La CADA était une commission très générale ; on s'est donc rapproché un peu plus du problème de la transparence des ressources et des patrimoines des hommes politiques avec la création, dix ans plus tard, en 1988, d'une nouvelle commission dont le titre est beaucoup plus précis : Commission pour la transparence financière de la vie politique.

Cette commission avait pour fonction d'examiner le patrimoine des élus dont toutefois les déclarations ne sont pas rendues publiques (toujours le fameux "secret fiscal") ; ses membres n'ont cessé de se lamenter sur leurs absence de moyens comme de pouvoirs (l'absence des seconds rendant évidemment inutile l'octroi des premiers). Quoiqu'inopérante, la loi a été un peu rendue un peu plus sévère en 2011 puisque les députés qui mentiraient sur leur patrimoine risquent, depuis ce changement, la privation de leurs droits civiques et une amende de 30.000 euros.

Peut-on espérer l'évolution attendue de la création, encore en débat, d'une Haute Autorité de la Transparence, qui remplacera la commission de 1988, modifiés en 2011. De la Commission à la Haute Autorité, l'escalade verbale est, en tout cas, incontestable

Cette Haute Autorité, dont le fonctionnement est encore en discussion, comporte toujours les mêmes restrictions qui sont destinées, en fait, à en empêcher le fonctionnement, selon un autre principe français qui est "quand dire c'est ne pas faire!".  Quelques dispositions évoquées sont particulièrement pittoresques ; ainsi, pour consulter le patrimoine d'un élu, il faut être soi-même électeur dans la même circonscription, ce qui est pour le moins étrange, vu que l'un des principes fondamentaux du droit français est que tous les citoyens doivent être égaux devant la loi. On pourrait même songer à améliorer le système en réservant ce droit de consultation par exemple à ceux qui résident dans le même quartier voire dans la même rue que l'élu et, rêvons un peu, sur le trottoir de gauche en refusant ce droit de consultation à ceux qui habitent sur le trottoir de droite. La particularité la plus notable est toutefois que si, moyennant ces conditions étranges, un citoyen peut consulter la déclaration d'un élu, il lui est interdit d'en faire état et d'en dévoiler le contenu sous peine d'un an de prison et de 45 000 € d'amende. Notez-le au passage, il y a là un châtiment bien plus sévère que celui de l'élu qui ment dans sa propre déclaration. Le président Hollande, semble-t-il, a du se fâcher pour que, dans le dispositif nouveau, les citoyens eux-mêmes puissent alerter la Haute Autorité alors que nombre de membres du groupe PS prétendaient l'interdire et réserver ce droit à quelques associations qu'il est infiniment plus facile de contrôler via le jeu des subventions !

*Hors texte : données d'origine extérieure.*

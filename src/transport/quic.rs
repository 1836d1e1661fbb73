//! QUIC sessions between agents and the relay
//!
//! The relay serves a self-signed certificate generated at startup.
//! Agents do not verify it: the device identifier and proxy token are the
//! only access control.

use super::AddrMaybeCached;
use crate::config::TransportConfig;
use anyhow::{anyhow, Context, Result};
use quinn::{ClientConfig, Connection, Endpoint, IdleTimeout, ServerConfig, VarInt};
use std::net::SocketAddr;
use std::sync::{Arc, Mutex};
use tracing::debug;

/// Server name presented to the relay's certificate
pub const SERVER_NAME: &str = "localhost";

/// Application protocol negotiated on every session
pub const ALPN: &[u8] = b"quic-echo-example";

fn transport_config(config: &TransportConfig) -> quinn::TransportConfig {
    let idle_ms = (config.idle_timeout.saturating_mul(1000)).min(u32::MAX as u64) as u32;

    let mut transport = quinn::TransportConfig::default();
    transport.max_concurrent_uni_streams(0_u8.into());
    transport.max_concurrent_bidi_streams(VarInt::from_u32(config.max_concurrent_streams));
    transport.max_idle_timeout(Some(IdleTimeout::from(VarInt::from_u32(idle_ms))));
    transport
}

/// Build the relay's server configuration around a fresh self-signed certificate
pub fn configure_server(config: &TransportConfig) -> Result<ServerConfig> {
    let cert = rcgen::generate_simple_self_signed(vec![SERVER_NAME.to_string()])
        .context("Failed to generate certificate")?;
    let cert_der = cert
        .serialize_der()
        .context("Failed to serialize certificate")?;
    let priv_key = rustls::PrivateKey(cert.serialize_private_key_der());
    let cert_chain = vec![rustls::Certificate(cert_der)];

    let mut crypto = rustls::ServerConfig::builder()
        .with_safe_defaults()
        .with_no_client_auth()
        .with_single_cert(cert_chain, priv_key)
        .context("Failed to build server TLS configuration")?;
    crypto.alpn_protocols = vec![ALPN.to_vec()];

    let mut server_config = ServerConfig::with_crypto(Arc::new(crypto));
    server_config.transport_config(Arc::new(transport_config(config)));
    Ok(server_config)
}

/// Build the agents' client configuration
pub fn configure_client(config: &TransportConfig) -> ClientConfig {
    let mut crypto = rustls::ClientConfig::builder()
        .with_safe_defaults()
        .with_custom_certificate_verifier(SkipServerVerification::new())
        .with_no_client_auth();
    crypto.alpn_protocols = vec![ALPN.to_vec()];

    let mut client_config = ClientConfig::new(Arc::new(crypto));
    client_config.transport_config(Arc::new(transport_config(config)));
    client_config
}

/// Bind the relay's QUIC endpoint
pub fn server_endpoint(listen: SocketAddr, config: &TransportConfig) -> Result<Endpoint> {
    let server_config = configure_server(config)?;
    Endpoint::server(server_config, listen)
        .with_context(|| format!("Failed to bind QUIC endpoint on {}", listen))
}

/// Opens QUIC sessions to the relay
///
/// One client endpoint per address family is created on first use and
/// shared by every session dialed afterwards.
pub struct Dialer {
    client_config: ClientConfig,
    v4: Mutex<Option<Endpoint>>,
    v6: Mutex<Option<Endpoint>>,
}

impl Dialer {
    /// Create a dialer from transport settings
    pub fn new(config: &TransportConfig) -> Self {
        Dialer {
            client_config: configure_client(config),
            v4: Mutex::new(None),
            v6: Mutex::new(None),
        }
    }

    fn endpoint_for(&self, remote: &SocketAddr) -> Result<Endpoint> {
        let (slot, bind): (&Mutex<Option<Endpoint>>, SocketAddr) = if remote.is_ipv6() {
            (&self.v6, SocketAddr::from(([0u16; 8], 0)))
        } else {
            (&self.v4, SocketAddr::from(([0u8; 4], 0)))
        };

        let mut slot = slot.lock().map_err(|_| anyhow!("Dialer state poisoned"))?;
        if let Some(endpoint) = slot.as_ref() {
            return Ok(endpoint.clone());
        }
        let endpoint = Endpoint::client(bind)
            .with_context(|| format!("Failed to bind QUIC client endpoint on {}", bind))?;
        *slot = Some(endpoint.clone());
        Ok(endpoint)
    }

    /// Establish a session with the relay at `addr`
    pub async fn dial(&self, addr: &AddrMaybeCached) -> Result<Connection> {
        let remote = addr.resolve().await?;
        let endpoint = self.endpoint_for(&remote)?;

        let connecting = endpoint
            .connect_with(self.client_config.clone(), remote, SERVER_NAME)
            .with_context(|| format!("Failed to start connecting to {}", addr.addr()))?;

        match connecting.await {
            Ok(connection) => {
                debug!("QUIC session established to {}", remote);
                Ok(connection)
            }
            Err(e) => {
                addr.clear_cache().await;
                Err(e).with_context(|| format!("Failed to connect to {}", addr.addr()))
            }
        }
    }
}

struct SkipServerVerification;

impl SkipServerVerification {
    fn new() -> Arc<Self> {
        Arc::new(Self)
    }
}

impl rustls::client::ServerCertVerifier for SkipServerVerification {
    fn verify_server_cert(
        &self,
        _end_entity: &rustls::Certificate,
        _intermediates: &[rustls::Certificate],
        _server_name: &rustls::ServerName,
        _scts: &mut dyn Iterator<Item = &[u8]>,
        _ocsp_response: &[u8],
        _now: std::time::SystemTime,
    ) -> Result<rustls::client::ServerCertVerified, rustls::Error> {
        Ok(rustls::client::ServerCertVerified::assertion())
    }
}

Le second point et c'est celui qui est ici le plus important, car le plus drôle, c'est que, comme souvent en France et cela me ramène à mon titre, les mots sont plus importants que les choses. L'un des principaux modes de réforme en France (et cela explique le foisonnement; aussi absurde que ruineux, des "conseils", "agences", "offices", "autorités", etc.) consiste à baptiser la même réalité, sans la supprimer mais en en créant une autre, d'une façon plus noble, plus solennelle ou plus majestueuse.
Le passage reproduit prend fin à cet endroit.